**EXTRACTED RECORDS**
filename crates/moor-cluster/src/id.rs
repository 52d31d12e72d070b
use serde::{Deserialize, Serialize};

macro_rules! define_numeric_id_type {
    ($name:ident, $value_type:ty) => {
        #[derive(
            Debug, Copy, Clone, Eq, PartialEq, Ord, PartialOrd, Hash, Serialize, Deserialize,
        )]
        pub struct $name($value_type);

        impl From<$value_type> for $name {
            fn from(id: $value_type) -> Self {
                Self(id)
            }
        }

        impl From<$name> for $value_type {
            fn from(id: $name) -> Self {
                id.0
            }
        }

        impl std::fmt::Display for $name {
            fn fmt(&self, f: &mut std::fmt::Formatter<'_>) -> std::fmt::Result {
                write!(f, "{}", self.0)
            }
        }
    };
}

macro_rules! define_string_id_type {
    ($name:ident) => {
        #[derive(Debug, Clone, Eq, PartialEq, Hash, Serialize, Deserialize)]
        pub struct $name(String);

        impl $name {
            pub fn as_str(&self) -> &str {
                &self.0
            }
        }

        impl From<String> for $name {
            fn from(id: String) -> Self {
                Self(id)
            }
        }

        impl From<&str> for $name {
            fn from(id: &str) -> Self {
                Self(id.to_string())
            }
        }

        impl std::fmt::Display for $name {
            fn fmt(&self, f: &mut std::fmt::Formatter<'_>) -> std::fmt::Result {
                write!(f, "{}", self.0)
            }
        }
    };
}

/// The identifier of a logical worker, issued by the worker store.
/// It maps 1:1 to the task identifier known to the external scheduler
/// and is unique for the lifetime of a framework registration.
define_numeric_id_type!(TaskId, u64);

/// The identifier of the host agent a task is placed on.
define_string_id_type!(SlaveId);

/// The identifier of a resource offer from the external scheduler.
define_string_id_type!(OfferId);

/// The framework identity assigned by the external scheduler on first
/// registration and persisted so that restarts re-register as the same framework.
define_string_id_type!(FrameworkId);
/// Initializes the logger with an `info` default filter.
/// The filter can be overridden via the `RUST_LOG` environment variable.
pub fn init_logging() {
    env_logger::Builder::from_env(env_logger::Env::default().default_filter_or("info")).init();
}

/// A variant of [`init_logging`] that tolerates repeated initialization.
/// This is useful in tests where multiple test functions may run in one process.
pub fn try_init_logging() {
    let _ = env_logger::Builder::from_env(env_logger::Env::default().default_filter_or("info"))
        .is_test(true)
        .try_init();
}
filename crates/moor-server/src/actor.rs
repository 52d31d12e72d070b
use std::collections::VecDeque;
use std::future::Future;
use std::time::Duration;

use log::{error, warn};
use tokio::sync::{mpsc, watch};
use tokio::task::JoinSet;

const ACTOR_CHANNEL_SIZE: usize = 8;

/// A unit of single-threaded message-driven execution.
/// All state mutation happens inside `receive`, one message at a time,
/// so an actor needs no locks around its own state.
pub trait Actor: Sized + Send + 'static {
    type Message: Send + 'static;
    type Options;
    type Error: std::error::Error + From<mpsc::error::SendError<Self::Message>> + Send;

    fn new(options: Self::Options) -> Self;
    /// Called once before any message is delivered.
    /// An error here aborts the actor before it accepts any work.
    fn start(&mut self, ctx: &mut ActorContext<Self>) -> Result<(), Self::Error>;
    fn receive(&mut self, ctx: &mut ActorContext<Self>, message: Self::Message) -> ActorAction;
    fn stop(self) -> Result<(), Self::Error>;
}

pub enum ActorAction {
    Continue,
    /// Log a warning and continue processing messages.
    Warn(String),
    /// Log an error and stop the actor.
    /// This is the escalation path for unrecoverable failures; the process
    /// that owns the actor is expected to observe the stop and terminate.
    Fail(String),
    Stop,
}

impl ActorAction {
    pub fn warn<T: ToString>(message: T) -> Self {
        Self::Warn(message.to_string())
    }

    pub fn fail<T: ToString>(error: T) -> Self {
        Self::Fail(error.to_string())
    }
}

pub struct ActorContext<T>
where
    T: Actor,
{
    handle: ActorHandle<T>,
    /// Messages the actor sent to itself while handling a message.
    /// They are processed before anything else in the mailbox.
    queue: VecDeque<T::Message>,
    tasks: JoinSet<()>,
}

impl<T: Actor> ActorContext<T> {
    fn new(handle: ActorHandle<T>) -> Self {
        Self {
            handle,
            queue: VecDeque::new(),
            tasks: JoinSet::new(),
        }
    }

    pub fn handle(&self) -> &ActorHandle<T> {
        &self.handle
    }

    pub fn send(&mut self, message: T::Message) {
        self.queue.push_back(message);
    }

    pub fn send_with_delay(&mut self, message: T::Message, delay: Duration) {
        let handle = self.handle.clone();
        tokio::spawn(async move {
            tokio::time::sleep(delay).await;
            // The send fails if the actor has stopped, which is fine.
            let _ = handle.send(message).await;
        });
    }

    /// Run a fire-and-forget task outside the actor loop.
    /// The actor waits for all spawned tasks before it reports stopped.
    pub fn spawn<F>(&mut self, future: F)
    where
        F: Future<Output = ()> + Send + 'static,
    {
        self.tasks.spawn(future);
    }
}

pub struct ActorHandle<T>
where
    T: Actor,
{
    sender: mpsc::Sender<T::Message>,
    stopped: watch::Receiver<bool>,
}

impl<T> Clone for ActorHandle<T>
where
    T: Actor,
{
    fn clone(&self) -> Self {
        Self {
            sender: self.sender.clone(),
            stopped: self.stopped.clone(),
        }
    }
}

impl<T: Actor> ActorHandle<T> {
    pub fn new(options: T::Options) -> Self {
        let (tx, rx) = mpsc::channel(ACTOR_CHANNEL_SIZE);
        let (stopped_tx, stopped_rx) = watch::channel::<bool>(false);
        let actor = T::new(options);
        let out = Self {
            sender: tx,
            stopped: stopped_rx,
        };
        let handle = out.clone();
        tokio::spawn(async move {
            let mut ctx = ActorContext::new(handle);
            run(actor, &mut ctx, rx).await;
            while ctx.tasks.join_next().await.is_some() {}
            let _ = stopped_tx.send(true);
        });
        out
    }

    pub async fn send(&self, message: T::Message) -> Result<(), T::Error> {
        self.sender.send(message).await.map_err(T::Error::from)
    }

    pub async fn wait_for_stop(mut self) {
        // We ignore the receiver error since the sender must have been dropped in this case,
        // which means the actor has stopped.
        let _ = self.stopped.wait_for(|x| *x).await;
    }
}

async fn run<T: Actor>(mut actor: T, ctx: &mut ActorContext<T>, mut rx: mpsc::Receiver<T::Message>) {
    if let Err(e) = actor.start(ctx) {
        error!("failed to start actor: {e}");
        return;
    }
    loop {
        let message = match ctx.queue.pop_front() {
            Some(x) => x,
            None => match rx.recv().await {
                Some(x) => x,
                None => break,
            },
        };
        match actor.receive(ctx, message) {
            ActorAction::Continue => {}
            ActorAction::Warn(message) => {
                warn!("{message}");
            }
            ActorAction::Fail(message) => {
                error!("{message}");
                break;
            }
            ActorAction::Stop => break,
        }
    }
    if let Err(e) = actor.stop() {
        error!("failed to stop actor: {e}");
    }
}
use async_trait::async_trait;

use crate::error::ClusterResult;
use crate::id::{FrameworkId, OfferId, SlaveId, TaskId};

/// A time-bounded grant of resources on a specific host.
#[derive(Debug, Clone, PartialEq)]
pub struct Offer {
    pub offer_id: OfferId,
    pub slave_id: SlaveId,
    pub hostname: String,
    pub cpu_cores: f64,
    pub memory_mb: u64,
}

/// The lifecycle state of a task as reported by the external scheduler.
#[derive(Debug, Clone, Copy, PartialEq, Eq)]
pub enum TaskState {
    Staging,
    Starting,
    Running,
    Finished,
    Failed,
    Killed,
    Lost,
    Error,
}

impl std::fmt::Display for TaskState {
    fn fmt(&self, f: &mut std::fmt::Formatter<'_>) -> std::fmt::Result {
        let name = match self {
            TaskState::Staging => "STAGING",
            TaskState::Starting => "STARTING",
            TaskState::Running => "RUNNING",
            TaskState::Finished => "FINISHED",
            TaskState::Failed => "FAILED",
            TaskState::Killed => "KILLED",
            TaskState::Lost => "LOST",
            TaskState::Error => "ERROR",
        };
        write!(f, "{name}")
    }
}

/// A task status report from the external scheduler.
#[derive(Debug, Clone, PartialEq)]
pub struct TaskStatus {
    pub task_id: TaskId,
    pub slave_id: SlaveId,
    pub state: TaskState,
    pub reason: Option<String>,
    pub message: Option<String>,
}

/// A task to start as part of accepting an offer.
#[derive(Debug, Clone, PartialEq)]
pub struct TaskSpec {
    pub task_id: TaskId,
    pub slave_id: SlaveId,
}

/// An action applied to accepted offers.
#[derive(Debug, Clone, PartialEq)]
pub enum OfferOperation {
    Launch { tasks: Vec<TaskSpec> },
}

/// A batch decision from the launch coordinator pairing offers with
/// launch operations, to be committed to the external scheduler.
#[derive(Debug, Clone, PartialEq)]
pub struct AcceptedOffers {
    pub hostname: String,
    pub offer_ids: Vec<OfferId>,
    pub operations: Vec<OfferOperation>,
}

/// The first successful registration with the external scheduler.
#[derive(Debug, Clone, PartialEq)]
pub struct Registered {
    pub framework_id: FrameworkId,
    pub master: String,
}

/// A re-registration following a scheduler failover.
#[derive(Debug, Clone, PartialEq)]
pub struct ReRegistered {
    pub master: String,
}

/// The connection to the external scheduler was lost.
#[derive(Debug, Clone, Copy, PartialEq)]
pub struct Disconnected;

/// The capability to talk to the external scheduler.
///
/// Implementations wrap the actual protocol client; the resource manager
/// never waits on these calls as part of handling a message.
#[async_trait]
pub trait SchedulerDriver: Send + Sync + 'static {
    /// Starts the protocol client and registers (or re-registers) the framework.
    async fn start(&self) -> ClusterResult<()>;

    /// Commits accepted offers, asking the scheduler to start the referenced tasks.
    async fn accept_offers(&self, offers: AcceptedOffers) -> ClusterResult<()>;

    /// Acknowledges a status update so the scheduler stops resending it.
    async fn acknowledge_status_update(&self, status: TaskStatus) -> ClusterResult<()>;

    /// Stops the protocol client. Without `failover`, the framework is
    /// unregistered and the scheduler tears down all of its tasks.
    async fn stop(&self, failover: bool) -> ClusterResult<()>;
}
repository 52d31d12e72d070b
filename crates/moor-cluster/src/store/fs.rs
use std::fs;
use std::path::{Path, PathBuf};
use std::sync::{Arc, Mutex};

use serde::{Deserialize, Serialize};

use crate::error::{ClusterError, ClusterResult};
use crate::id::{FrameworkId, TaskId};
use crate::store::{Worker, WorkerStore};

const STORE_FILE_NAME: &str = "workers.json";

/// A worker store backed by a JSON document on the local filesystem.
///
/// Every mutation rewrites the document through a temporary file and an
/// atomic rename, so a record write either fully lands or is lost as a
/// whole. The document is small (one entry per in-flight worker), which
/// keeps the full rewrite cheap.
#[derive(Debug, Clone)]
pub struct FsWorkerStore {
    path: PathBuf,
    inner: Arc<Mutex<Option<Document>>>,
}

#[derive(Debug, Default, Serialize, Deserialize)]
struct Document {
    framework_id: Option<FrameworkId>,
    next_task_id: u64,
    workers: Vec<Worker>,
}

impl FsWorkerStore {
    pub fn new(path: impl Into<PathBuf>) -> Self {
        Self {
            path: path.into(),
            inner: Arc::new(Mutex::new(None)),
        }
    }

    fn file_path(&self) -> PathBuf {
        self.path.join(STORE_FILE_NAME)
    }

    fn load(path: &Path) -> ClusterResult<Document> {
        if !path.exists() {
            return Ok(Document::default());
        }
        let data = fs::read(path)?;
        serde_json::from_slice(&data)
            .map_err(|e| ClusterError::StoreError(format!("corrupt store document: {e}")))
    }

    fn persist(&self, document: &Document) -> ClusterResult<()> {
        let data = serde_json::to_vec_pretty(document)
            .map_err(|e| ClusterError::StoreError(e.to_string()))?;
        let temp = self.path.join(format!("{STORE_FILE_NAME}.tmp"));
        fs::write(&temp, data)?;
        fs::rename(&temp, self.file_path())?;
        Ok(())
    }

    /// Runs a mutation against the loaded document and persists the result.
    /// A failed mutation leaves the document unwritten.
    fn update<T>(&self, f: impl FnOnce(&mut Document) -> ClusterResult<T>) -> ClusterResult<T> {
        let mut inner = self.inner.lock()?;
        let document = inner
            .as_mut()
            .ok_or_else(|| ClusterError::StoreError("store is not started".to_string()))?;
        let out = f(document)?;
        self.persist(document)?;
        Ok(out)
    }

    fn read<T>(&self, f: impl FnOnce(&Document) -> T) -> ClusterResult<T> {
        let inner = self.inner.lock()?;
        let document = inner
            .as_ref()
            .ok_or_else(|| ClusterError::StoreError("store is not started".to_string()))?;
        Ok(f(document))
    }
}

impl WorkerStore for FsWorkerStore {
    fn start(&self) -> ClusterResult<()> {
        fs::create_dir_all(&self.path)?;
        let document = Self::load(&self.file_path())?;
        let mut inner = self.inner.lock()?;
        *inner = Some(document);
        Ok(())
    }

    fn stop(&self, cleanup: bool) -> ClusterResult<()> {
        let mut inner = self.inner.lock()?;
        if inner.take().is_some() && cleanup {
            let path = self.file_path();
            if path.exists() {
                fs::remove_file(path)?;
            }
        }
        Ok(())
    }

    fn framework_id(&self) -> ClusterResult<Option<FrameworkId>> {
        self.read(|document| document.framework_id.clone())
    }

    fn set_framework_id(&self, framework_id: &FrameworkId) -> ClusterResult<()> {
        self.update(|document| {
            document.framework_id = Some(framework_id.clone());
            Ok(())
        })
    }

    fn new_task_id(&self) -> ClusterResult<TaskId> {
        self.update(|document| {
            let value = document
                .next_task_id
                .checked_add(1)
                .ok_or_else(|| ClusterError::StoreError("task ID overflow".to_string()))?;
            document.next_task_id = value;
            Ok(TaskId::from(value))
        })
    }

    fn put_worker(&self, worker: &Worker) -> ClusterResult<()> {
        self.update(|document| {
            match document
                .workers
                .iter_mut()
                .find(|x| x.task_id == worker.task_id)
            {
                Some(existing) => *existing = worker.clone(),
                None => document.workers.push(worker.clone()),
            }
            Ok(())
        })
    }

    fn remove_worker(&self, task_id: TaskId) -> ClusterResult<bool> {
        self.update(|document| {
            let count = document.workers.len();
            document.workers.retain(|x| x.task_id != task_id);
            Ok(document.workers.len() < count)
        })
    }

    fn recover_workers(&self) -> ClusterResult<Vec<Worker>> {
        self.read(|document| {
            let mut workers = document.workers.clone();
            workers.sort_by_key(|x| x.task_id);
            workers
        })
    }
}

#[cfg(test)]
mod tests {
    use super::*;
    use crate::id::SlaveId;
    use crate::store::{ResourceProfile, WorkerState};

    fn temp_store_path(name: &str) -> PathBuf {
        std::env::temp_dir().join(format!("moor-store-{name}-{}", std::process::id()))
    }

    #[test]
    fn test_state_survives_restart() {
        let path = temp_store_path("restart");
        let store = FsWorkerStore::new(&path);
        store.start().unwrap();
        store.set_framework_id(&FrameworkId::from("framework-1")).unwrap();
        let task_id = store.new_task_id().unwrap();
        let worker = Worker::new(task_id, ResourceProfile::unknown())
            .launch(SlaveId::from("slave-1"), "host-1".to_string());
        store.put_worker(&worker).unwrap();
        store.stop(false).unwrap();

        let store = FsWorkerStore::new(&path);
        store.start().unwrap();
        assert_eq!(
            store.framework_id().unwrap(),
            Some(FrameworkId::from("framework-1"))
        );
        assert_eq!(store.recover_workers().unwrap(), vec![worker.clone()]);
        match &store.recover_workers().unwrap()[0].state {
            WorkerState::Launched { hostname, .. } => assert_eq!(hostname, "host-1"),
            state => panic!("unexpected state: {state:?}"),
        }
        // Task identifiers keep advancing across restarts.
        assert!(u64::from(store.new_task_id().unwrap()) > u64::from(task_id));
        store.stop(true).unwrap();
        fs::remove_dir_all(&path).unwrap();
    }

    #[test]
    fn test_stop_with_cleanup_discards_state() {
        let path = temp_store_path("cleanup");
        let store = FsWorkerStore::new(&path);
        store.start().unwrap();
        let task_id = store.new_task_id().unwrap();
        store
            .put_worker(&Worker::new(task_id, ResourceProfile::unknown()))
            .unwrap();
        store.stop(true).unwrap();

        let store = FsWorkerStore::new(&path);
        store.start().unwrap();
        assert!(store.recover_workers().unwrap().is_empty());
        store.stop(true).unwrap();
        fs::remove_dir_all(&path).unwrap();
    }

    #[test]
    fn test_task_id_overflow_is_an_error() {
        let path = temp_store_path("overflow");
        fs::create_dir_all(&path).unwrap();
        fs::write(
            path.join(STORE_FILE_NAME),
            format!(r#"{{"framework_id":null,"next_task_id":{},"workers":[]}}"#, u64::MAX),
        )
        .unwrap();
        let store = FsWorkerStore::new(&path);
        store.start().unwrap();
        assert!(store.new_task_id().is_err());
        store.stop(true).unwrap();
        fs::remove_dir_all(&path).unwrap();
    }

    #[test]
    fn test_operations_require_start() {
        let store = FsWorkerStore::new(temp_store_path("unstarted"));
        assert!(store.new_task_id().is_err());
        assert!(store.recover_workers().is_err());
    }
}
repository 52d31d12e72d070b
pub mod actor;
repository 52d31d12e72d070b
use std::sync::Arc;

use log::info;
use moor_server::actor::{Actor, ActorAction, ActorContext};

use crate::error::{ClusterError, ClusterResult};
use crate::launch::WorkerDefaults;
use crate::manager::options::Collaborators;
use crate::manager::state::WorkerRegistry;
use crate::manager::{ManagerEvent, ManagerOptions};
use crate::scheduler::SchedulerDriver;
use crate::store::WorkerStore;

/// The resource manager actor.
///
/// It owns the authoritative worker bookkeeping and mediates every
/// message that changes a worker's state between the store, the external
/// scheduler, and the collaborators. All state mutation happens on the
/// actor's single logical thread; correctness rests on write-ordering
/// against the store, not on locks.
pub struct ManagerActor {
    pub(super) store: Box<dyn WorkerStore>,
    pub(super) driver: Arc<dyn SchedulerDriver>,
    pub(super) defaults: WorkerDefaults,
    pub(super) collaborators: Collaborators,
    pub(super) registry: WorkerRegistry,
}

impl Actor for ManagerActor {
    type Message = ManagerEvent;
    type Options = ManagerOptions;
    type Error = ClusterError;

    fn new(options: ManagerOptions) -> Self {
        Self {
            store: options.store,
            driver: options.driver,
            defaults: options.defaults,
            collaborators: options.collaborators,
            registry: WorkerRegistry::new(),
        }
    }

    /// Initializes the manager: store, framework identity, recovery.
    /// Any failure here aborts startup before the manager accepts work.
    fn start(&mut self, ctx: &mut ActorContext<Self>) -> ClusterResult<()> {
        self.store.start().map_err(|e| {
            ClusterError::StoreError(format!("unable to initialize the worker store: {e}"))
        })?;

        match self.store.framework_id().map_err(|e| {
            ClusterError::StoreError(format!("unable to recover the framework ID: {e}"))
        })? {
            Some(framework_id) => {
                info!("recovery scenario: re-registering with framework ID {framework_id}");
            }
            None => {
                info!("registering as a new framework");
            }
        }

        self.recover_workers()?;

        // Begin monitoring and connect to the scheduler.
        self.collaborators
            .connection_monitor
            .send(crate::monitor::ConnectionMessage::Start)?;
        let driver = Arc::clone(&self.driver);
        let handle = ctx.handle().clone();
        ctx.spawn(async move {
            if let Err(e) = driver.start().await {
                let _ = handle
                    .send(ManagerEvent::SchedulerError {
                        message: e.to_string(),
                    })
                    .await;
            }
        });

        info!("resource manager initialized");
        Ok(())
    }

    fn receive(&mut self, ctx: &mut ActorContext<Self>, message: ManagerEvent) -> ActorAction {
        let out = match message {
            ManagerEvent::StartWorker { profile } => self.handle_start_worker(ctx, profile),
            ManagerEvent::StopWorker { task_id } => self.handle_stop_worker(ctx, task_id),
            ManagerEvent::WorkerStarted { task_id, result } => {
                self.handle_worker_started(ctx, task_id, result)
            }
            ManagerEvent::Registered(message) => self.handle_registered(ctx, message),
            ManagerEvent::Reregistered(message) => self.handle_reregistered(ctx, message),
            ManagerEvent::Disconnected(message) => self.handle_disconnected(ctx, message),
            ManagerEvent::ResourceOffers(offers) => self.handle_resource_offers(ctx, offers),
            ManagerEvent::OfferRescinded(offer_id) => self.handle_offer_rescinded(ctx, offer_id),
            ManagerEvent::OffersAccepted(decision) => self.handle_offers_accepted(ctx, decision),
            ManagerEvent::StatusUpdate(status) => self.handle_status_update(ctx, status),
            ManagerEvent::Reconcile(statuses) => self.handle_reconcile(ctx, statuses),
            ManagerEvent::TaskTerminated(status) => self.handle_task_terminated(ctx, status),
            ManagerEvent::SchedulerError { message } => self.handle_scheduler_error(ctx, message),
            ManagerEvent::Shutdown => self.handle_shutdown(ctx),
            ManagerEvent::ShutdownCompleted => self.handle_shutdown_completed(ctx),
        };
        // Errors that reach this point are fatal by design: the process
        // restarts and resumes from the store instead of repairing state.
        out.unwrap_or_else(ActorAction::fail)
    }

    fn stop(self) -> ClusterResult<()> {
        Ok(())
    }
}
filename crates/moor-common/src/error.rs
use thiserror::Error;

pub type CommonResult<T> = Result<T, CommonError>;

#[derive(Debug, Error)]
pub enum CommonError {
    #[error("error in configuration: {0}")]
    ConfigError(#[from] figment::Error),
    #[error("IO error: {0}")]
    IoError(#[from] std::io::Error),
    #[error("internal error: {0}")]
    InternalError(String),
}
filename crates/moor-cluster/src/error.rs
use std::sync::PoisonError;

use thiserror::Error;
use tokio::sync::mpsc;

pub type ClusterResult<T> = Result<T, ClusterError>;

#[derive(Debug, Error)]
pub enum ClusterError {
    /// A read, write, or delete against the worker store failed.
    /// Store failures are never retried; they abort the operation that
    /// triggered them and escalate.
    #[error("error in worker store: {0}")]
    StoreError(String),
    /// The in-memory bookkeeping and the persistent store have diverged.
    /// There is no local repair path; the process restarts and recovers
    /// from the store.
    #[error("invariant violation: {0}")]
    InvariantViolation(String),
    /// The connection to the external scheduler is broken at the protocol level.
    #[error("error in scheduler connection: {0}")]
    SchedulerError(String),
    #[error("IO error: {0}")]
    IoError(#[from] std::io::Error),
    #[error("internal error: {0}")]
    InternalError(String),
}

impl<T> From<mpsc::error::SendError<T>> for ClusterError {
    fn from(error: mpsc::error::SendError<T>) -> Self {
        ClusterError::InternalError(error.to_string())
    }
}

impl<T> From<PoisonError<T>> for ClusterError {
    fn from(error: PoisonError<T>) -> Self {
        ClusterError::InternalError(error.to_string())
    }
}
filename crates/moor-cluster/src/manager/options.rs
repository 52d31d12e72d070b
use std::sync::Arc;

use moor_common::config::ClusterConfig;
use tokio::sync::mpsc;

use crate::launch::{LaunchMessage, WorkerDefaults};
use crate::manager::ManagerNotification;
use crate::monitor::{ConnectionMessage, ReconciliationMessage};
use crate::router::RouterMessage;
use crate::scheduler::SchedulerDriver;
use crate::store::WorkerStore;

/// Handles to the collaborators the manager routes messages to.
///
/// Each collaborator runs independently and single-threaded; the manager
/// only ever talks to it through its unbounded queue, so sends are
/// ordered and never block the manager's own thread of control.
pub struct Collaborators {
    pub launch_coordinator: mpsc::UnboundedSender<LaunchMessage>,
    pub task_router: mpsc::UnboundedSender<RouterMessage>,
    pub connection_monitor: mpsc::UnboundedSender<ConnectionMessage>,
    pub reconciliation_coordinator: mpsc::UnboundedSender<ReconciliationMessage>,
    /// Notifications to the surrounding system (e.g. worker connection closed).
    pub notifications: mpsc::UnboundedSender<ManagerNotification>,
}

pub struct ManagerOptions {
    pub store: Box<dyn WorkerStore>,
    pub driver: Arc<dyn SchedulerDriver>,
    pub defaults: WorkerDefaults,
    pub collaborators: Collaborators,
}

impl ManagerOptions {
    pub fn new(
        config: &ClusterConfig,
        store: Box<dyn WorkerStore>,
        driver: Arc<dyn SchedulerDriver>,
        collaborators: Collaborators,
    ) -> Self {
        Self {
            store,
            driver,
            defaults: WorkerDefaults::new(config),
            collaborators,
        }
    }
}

**INSTRUCTIONS TO FOLLOW**
Restate word for word the lines of the data above, starting at the line containing "let data = fs::read(path)?;" and ending at the line containing "fs::create_dir_all(&self.path)?;", both included, and nothing more.

**RESPONSE TO THE TASK**
        let data = fs::read(path)?;
        serde_json::from_slice(&data)
            .map_err(|e| ClusterError::StoreError(format!("corrupt store document: {e}")))
    }

    fn persist(&self, document: &Document) -> ClusterResult<()> {
        let data = serde_json::to_vec_pretty(document)
            .map_err(|e| ClusterError::StoreError(e.to_string()))?;
        let temp = self.path.join(format!("{STORE_FILE_NAME}.tmp"));
        fs::write(&temp, data)?;
        fs::rename(&temp, self.file_path())?;
        Ok(())
    }

    /// Runs a mutation against the loaded document and persists the result.
    /// A failed mutation leaves the document unwritten.
    fn update<T>(&self, f: impl FnOnce(&mut Document) -> ClusterResult<T>) -> ClusterResult<T> {
        let mut inner = self.inner.lock()?;
        let document = inner
            .as_mut()
            .ok_or_else(|| ClusterError::StoreError("store is not started".to_string()))?;
        let out = f(document)?;
        self.persist(document)?;
        Ok(out)
    }

    fn read<T>(&self, f: impl FnOnce(&Document) -> T) -> ClusterResult<T> {
        let inner = self.inner.lock()?;
        let document = inner
            .as_ref()
            .ok_or_else(|| ClusterError::StoreError("store is not started".to_string()))?;
        Ok(f(document))
    }
}

impl WorkerStore for FsWorkerStore {
    fn start(&self) -> ClusterResult<()> {
        fs::create_dir_all(&self.path)?;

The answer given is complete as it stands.